The year 2021 marks the 100th anniversary of a basic discovery that is taught in all biochemistry textbooks. In 1921, German physician Otto Warburg discovered that cancer cells extract energy from glucose sugar in a strangely inefficient way: instead of “burning it” using oxygen, cancer cells produce the they do – they ferry it. This oxygen-independent process happens quickly, but leaves much of the energy in glucose unchanged.
A number of theories have been put forward to explain the effects of Warburg over the years, including the notion that cancer cells have deficient mitochondria – their “energy factories” – so they cannot burn under glucose control . But none of these explanations stood the test of time. (Mitochondria of cancer cells work well, for example.)

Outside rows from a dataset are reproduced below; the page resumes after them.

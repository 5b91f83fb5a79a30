//! Error types for the portal RPC gateway.

use std::fmt;

use portal_errors::ValidationViolation;
use thiserror::Error;

pub type BoxError = Box<dyn std::error::Error + Send + Sync>;

/// Which side of a procedure failed schema validation.
#[derive(Debug, Clone, Copy, PartialEq, Eq)]
pub enum ValidationStage {
    /// Caller-supplied input
    Input,
    /// Backend payload
    Output,
}

impl fmt::Display for ValidationStage {
    fn fmt(&self, f: &mut fmt::Formatter<'_>) -> fmt::Result {
        match self {
            Self::Input => f.write_str("input"),
            Self::Output => f.write_str("output"),
        }
    }
}

/// Uniform failure of a procedure call. Every kind is terminal.
#[derive(Debug, Error)]
pub enum ProcedureError {
    /// No caller identity; raised before any backend call.
    #[error("caller identity is missing")]
    Unauthorized,

    #[error("{stage} validation failed: {} violation(s)", .violations.len())]
    ValidationFailed {
        stage: ValidationStage,
        violations: Vec<ValidationViolation>,
    },

    /// Mock mode is on and no mock response exists for the operation.
    #[error("mock response not implemented for {operation}")]
    MockNotImplemented { operation: String },

    /// Upstream failure wrapped by a translating procedure.
    #[error("{message}")]
    Internal {
        message: String,
        #[source]
        source: BoxError,
    },

    /// Upstream failure passed through untranslated.
    #[error("upstream failure: {0}")]
    Upstream(#[source] BoxError),
}

impl ProcedureError {
    #[must_use]
    pub fn input(violations: Vec<ValidationViolation>) -> Self {
        Self::ValidationFailed {
            stage: ValidationStage::Input,
            violations,
        }
    }

    #[must_use]
    pub fn output(violations: Vec<ValidationViolation>) -> Self {
        Self::ValidationFailed {
            stage: ValidationStage::Output,
            violations,
        }
    }

    /// Stable machine-readable kind.
    #[must_use]
    pub fn code(&self) -> &'static str {
        match self {
            Self::Unauthorized => "UNAUTHORIZED",
            Self::ValidationFailed { .. } => "VALIDATION_FAILED",
            Self::MockNotImplemented { .. } => "MOCK_NOT_IMPLEMENTED",
            Self::Internal { .. } => "INTERNAL_SERVER_ERROR",
            Self::Upstream(_) => "UPSTREAM_FAILURE",
        }
    }
}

Now a research team at the Sloan Kettering Institute led by psychologist Ming Li offers a new answer, based on a large set of genetic and biochemical experiments and published January 21 in the journal Science.

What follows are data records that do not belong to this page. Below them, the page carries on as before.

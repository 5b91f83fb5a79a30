//! Schema layer: validating readers over `serde_json::Value`.
//!
//! Every model and procedure input implements [`Schema`]. Parsing never stops
//! at the first problem; all violations are collected with their field path
//! (`memberId`, `serviceClasses[1].code`, `$` for the root value).

use std::fmt::Display;
use std::ops::RangeInclusive;
use std::str::FromStr;

use portal_errors::ValidationViolation;
use rust_decimal::Decimal;
use serde_json::{Map, Value};
use time::Date;
use time::format_description::BorrowedFormatItem;
use time::macros::format_description;

/// Claims search range dates, e.g. `01-31-2024`.
pub const CLAIM_DATE_FORMAT: &[BorrowedFormatItem<'static>] =
    format_description!("[month]-[day]-[year]");

/// ISO calendar dates, e.g. `2024-01-31`.
pub const ISO_DATE_FORMAT: &[BorrowedFormatItem<'static>] =
    format_description!("[year]-[month]-[day]");

/// Path used for violations on the root value.
pub const ROOT: &str = "$";

pub type Violations = Vec<ValidationViolation>;

/// A shape that can be validated out of untyped JSON.
pub trait Schema: Sized {
    /// Parse `value`, reporting violations relative to `path` (empty for root).
    ///
    /// # Errors
    /// Every violation found, never empty.
    fn parse_at(value: &Value, path: &str) -> Result<Self, Violations>;

    /// # Errors
    /// Every violation found, never empty.
    fn parse(value: &Value) -> Result<Self, Violations> {
        Self::parse_at(value, "")
    }
}

/// Validate a top-level JSON array of `T`.
///
/// # Errors
/// `$` when the value is not an array, otherwise per-element violations.
pub fn parse_list<T: Schema>(value: &Value) -> Result<Vec<T>, Violations> {
    let Some(items) = value.as_array() else {
        return Err(vec![violation(ROOT, "expected an array", "type")]);
    };
    collect_items(items, "")
}

fn collect_items<T: Schema>(items: &[Value], path: &str) -> Result<Vec<T>, Violations> {
    let mut out = Vec::with_capacity(items.len());
    let mut violations = Vec::new();
    for (i, item) in items.iter().enumerate() {
        match T::parse_at(item, &format!("{path}[{i}]")) {
            Ok(v) => out.push(v),
            Err(mut errs) => violations.append(&mut errs),
        }
    }
    if violations.is_empty() {
        Ok(out)
    } else {
        Err(violations)
    }
}

fn violation(field: &str, message: impl Into<String>, code: &str) -> ValidationViolation {
    ValidationViolation::new(field, message).with_code(code)
}

fn join(path: &str, name: &str) -> String {
    if path.is_empty() {
        name.to_owned()
    } else {
        format!("{path}.{name}")
    }
}

fn type_name(value: &Value) -> &'static str {
    match value {
        Value::Null => "null",
        Value::Bool(_) => "boolean",
        Value::Number(_) => "number",
        Value::String(_) => "string",
        Value::Array(_) => "array",
        Value::Object(_) => "object",
    }
}

/// Field reader over one JSON object.
///
/// Each accessor returns `Some` on success and records a violation otherwise;
/// [`Fields::finish`] turns the collected state into a `Result`.
pub struct Fields<'a> {
    object: Option<&'a Map<String, Value>>,
    path: String,
    violations: Violations,
}

impl<'a> Fields<'a> {
    pub fn new(value: &'a Value, path: &str) -> Self {
        let mut violations = Vec::new();
        let object = value.as_object();
        if object.is_none() {
            let field = if path.is_empty() { ROOT } else { path };
            violations.push(violation(
                field,
                format!("expected an object, found {}", type_name(value)),
                "type",
            ));
        }
        Self {
            object,
            path: path.to_owned(),
            violations,
        }
    }

    fn field(&self, name: &str) -> String {
        join(&self.path, name)
    }

    fn push(&mut self, name: &str, message: impl Into<String>, code: &str) {
        let field = self.field(name);
        self.violations.push(violation(&field, message, code));
    }

    /// Present and non-null value, or `None` without recording anything.
    fn get(&self, name: &str) -> Option<&'a Value> {
        self.object?.get(name).filter(|v| !v.is_null())
    }

    fn require(&mut self, name: &str) -> Option<&'a Value> {
        // a non-object root was already reported once
        self.object?;
        let value = self.get(name);
        if value.is_none() {
            self.push(name, "is required", "required");
        }
        value
    }

    fn as_string(&mut self, name: &str, value: &Value) -> Option<String> {
        if let Some(s) = value.as_str() {
            Some(s.to_owned())
        } else {
            self.push(
                name,
                format!("expected a string, found {}", type_name(value)),
                "type",
            );
            None
        }
    }

    pub fn required_str(&mut self, name: &str) -> Option<String> {
        let value = self.require(name)?;
        self.as_string(name, value)
    }

    /// Required string, trimmed, rejected when blank.
    ///
    /// Ids become backend path segments, so `.` and `..` are refused too.
    pub fn required_id(&mut self, name: &str) -> Option<String> {
        let raw = self.required_str(name)?;
        let trimmed = raw.trim();
        if trimmed.is_empty() {
            self.push(name, "must not be blank", "blank");
            return None;
        }
        if matches!(trimmed, "." | "..") {
            self.push(name, "must not be a dot segment", "segment");
            return None;
        }
        Some(trimmed.to_owned())
    }

    pub fn optional_str(&mut self, name: &str) -> Option<String> {
        let value = self.get(name)?;
        self.as_string(name, value)
    }

    /// Optional string that is trimmed and dropped when blank.
    pub fn optional_trimmed(&mut self, name: &str) -> Option<String> {
        self.optional_str(name)
            .map(|s| s.trim().to_owned())
            .filter(|s| !s.is_empty())
    }

    pub fn required_i64(&mut self, name: &str) -> Option<i64> {
        let value = self.require(name)?;
        if let Some(n) = value.as_i64() {
            Some(n)
        } else {
            self.push(
                name,
                format!("expected an integer, found {}", type_name(value)),
                "type",
            );
            None
        }
    }

    fn as_u32_in(&mut self, name: &str, value: &Value, range: &RangeInclusive<u32>) -> Option<u32> {
        let Some(n) = value.as_u64() else {
            self.push(
                name,
                format!("expected a non-negative integer, found {}", type_name(value)),
                "type",
            );
            return None;
        };
        match u32::try_from(n) {
            Ok(n) if range.contains(&n) => Some(n),
            _ => {
                self.push(
                    name,
                    format!("must be between {} and {}", range.start(), range.end()),
                    "range",
                );
                None
            }
        }
    }

    pub fn required_u32_in(&mut self, name: &str, range: RangeInclusive<u32>) -> Option<u32> {
        let value = self.require(name)?;
        self.as_u32_in(name, value, &range)
    }

    /// Optional bounded integer; `default` when absent.
    pub fn u32_in_or(&mut self, name: &str, range: RangeInclusive<u32>, default: u32) -> Option<u32> {
        match self.get(name) {
            Some(value) => self.as_u32_in(name, value, &range),
            None => Some(default),
        }
    }

    pub fn required_bool(&mut self, name: &str) -> Option<bool> {
        let value = self.require(name)?;
        self.as_bool(name, value)
    }

    /// Optional boolean, `false` when absent.
    pub fn flag(&mut self, name: &str) -> Option<bool> {
        match self.get(name) {
            Some(value) => self.as_bool(name, value),
            None => Some(false),
        }
    }

    fn as_bool(&mut self, name: &str, value: &Value) -> Option<bool> {
        if let Some(b) = value.as_bool() {
            Some(b)
        } else {
            self.push(
                name,
                format!("expected a boolean, found {}", type_name(value)),
                "type",
            );
            None
        }
    }

    fn as_decimal(&mut self, name: &str, value: &Value) -> Option<Decimal> {
        let parsed = match value {
            Value::Number(n) => {
                let text = n.to_string();
                Decimal::from_str(&text)
                    .or_else(|_| Decimal::from_scientific(&text))
                    .ok()
            }
            _ => None,
        };
        if parsed.is_none() {
            self.push(
                name,
                format!("expected a decimal number, found {}", type_name(value)),
                "type",
            );
        }
        parsed
    }

    pub fn required_decimal(&mut self, name: &str) -> Option<Decimal> {
        let value = self.require(name)?;
        self.as_decimal(name, value)
    }

    /// Optional decimal. The outer `Option` is `None` only on a violation.
    pub fn optional_decimal(&mut self, name: &str) -> Option<Option<Decimal>> {
        match self.get(name) {
            Some(value) => self.as_decimal(name, value).map(Some),
            None => Some(None),
        }
    }

    fn as_enum<T>(&mut self, name: &str, value: &Value, allowed: &[T]) -> Option<T>
    where
        T: FromStr + Display + Copy,
    {
        let raw = self.as_string(name, value)?;
        if let Ok(v) = raw.parse::<T>() {
            return Some(v);
        }
        let expected = allowed
            .iter()
            .map(ToString::to_string)
            .collect::<Vec<_>>()
            .join(", ");
        self.push(
            name,
            format!("unknown value '{raw}', expected one of: {expected}"),
            "enum",
        );
        None
    }

    pub fn required_enum<T>(&mut self, name: &str, allowed: &[T]) -> Option<T>
    where
        T: FromStr + Display + Copy,
    {
        let value = self.require(name)?;
        self.as_enum(name, value, allowed)
    }

    /// Optional enum; `default` when absent.
    pub fn enum_or<T>(&mut self, name: &str, allowed: &[T], default: T) -> Option<T>
    where
        T: FromStr + Display + Copy,
    {
        match self.get(name) {
            Some(value) => self.as_enum(name, value, allowed),
            None => Some(default),
        }
    }

    fn as_date(
        &mut self,
        name: &str,
        value: &Value,
        format: &[BorrowedFormatItem<'static>],
        pattern: &str,
    ) -> Option<(String, Date)> {
        let raw = self.as_string(name, value)?;
        match parse_date(&raw, format, pattern) {
            Some(date) => Some((raw, date)),
            None => {
                self.push(
                    name,
                    format!("expected a valid date in {pattern} format"),
                    "pattern",
                );
                None
            }
        }
    }

    /// Required `MM-DD-YYYY` date; returns the raw text and the parsed date.
    pub fn required_claim_date(&mut self, name: &str) -> Option<(String, Date)> {
        let value = self.require(name)?;
        self.as_date(name, value, CLAIM_DATE_FORMAT, "MM-DD-YYYY")
    }

    /// Optional `YYYY-MM-DD` date. The outer `Option` is `None` only on a violation.
    pub fn optional_iso_date(&mut self, name: &str) -> Option<Option<String>> {
        match self.get(name) {
            Some(value) => self
                .as_date(name, value, ISO_DATE_FORMAT, "YYYY-MM-DD")
                .map(|(raw, _)| Some(raw)),
            None => Some(None),
        }
    }

    pub fn required_object<T: Schema>(&mut self, name: &str) -> Option<T> {
        let value = self.require(name)?;
        self.nested(name, value)
    }

    /// Optional nested object. The outer `Option` is `None` only on a violation.
    pub fn optional_object<T: Schema>(&mut self, name: &str) -> Option<Option<T>> {
        match self.get(name) {
            Some(value) => self.nested(name, value).map(Some),
            None => Some(None),
        }
    }

    fn nested<T: Schema>(&mut self, name: &str, value: &Value) -> Option<T> {
        match T::parse_at(value, &self.field(name)) {
            Ok(v) => Some(v),
            Err(mut errs) => {
                self.violations.append(&mut errs);
                None
            }
        }
    }

    pub fn required_list<T: Schema>(&mut self, name: &str) -> Option<Vec<T>> {
        let value = self.require(name)?;
        let Some(items) = value.as_array() else {
            self.push(
                name,
                format!("expected an array, found {}", type_name(value)),
                "type",
            );
            return None;
        };
        match collect_items(items, &self.field(name)) {
            Ok(v) => Some(v),
            Err(mut errs) => {
                self.violations.append(&mut errs);
                None
            }
        }
    }

    /// Record a cross-field violation against `name`.
    pub fn reject(&mut self, name: &str, message: impl Into<String>, code: &str) {
        self.push(name, message, code);
    }

    /// Finish reading. `build` runs only when no violation was recorded.
    ///
    /// # Errors
    /// All recorded violations.
    pub fn finish<T>(self, build: impl FnOnce() -> Option<T>) -> Result<T, Violations> {
        if !self.violations.is_empty() {
            return Err(self.violations);
        }
        let field = if self.path.is_empty() {
            ROOT.to_owned()
        } else {
            self.path
        };
        build().ok_or_else(|| vec![violation(&field, "incomplete value", "incomplete")])
    }
}

/// Parse a date, checking the digit layout first so that forms like
/// `1-2-2024` are rejected even where the parser would be lenient.
fn parse_date(raw: &str, format: &[BorrowedFormatItem<'static>], pattern: &str) -> Option<Date> {
    let shape_ok = raw.len() == pattern.len()
        && raw.chars().zip(pattern.chars()).all(|(c, p)| {
            if p == '-' {
                c == '-'
            } else {
                c.is_ascii_digit()
            }
        });
    if !shape_ok {
        return None;
    }
    Date::parse(raw, format).ok()
}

It comes down to an unproven link between Warburg metabolism and powerhouse enzyme activity in the cell called PI3 kinase.
PI3 kinase is a major signaling molecule that acts almost as a supercharger on cell metabolism. Most of the cell-energy events in cells, including cell division, occur only when PI3 kinase takes over the cue. “
Dr. Ming Li, Immunologist, Sloan Kettering Institute
As cells move to Warburg metabolism, PI3 kinase activity is increased, which strengthens the cells ’commitment to division. It’s a bit like giving the boss a megaphone.
The findings revise the commonly accepted view among biochemists who view metabolism as a secondary to cell signaling. They also suggest that targeting metabolism may be an effective way to inhibit cancer growth.
Challenging a textbook view
Dr. Li and his team, including graduate student Ke Xu, studied Warburg metabolism in immune cells, which are also responsible for this seemingly inefficient type of metabolism. When immune cells are warned of an infection, a special type called T cells moves from the normal form of oxygen burning to Warburg metabolism as they grow in number and ramp up machinery. fighting infectious.
The main modifier that controls this movement is an enzyme called lactate dehydrogenase A (LDHA), which is produced in response to PI3 kinase signals. As a result of this change, glucose is not yet partially broken down and the cell’s energy charge, called ATP, is rapidly formed in the cytosol of the cell. (In contrast, when cells use oxygen to burn glucose, the partially broken down molecules travel to the mitochondria and are then broken down to make ATP delay.)
Dr. Li and his team found in mice, that T cells with LDHA deficiency could not maintain their PI3 kinase activity, and as a result were unable to fight effectively. Don Dr. Li and his team, this meant that this metabolic enzyme controlled cell signaling activity.
“The field has been working with the hypothesis that secondary metabolism is going to indicate growth factors,” Dr. Li says. “In other words, signaling growth factors directs metabolism, and metabolism supports cell growth and proliferation. Thus the observation that a metabolic enzyme such as LDHA may affect the expression of growth factor via PI3 kinase ar their attention. “
Like other kinases, PI3 kinase relies on ATP to do its job. Because ATP is the net product of Warburg metabolism, a positive feedback loop is established between Warburg metabolism and PI3 kinase activity, confirming continuous PI3 kinase activity – and thus cell division.
As to why activated immune cells prefer this type of metabolism, Dr. Li suspects that it needs to be done with the need for the cells to activate ATP rapidly in order to increase the cell division and infection-fighting machinery. The positive feedback loop ensures that, once this program is in place, it is maintained until the infection is eradicated.
The cancer connection
Although the team did what they found in immune cells, it looks like cancer.
“PI3 kinase is a very important kinase, very important in the context of cancer,” Dr. Li says. “This is what sets the growth signal for cancer cells to divide, and it is one of the most active signaling pathways in cancer.”
Like immune cells, cancer cells can employ Warburg metabolism as a way to maintain the activity of this signaling pathway and thus ensure their continued growth and division. The results raise the interesting possibility that doctors could inhibit cancer growth by inhibiting LDHA activity – the “Warburg” version.
Source:
Sloan Kettering Cancer Memory Center
Magazine Reference:
Xu, K., et al. (2021) Glycolysis fuels the phosphoinositide 3-kinase sign to enhance T cell immunity. Science. doi.org/10.1126/science.abb2683.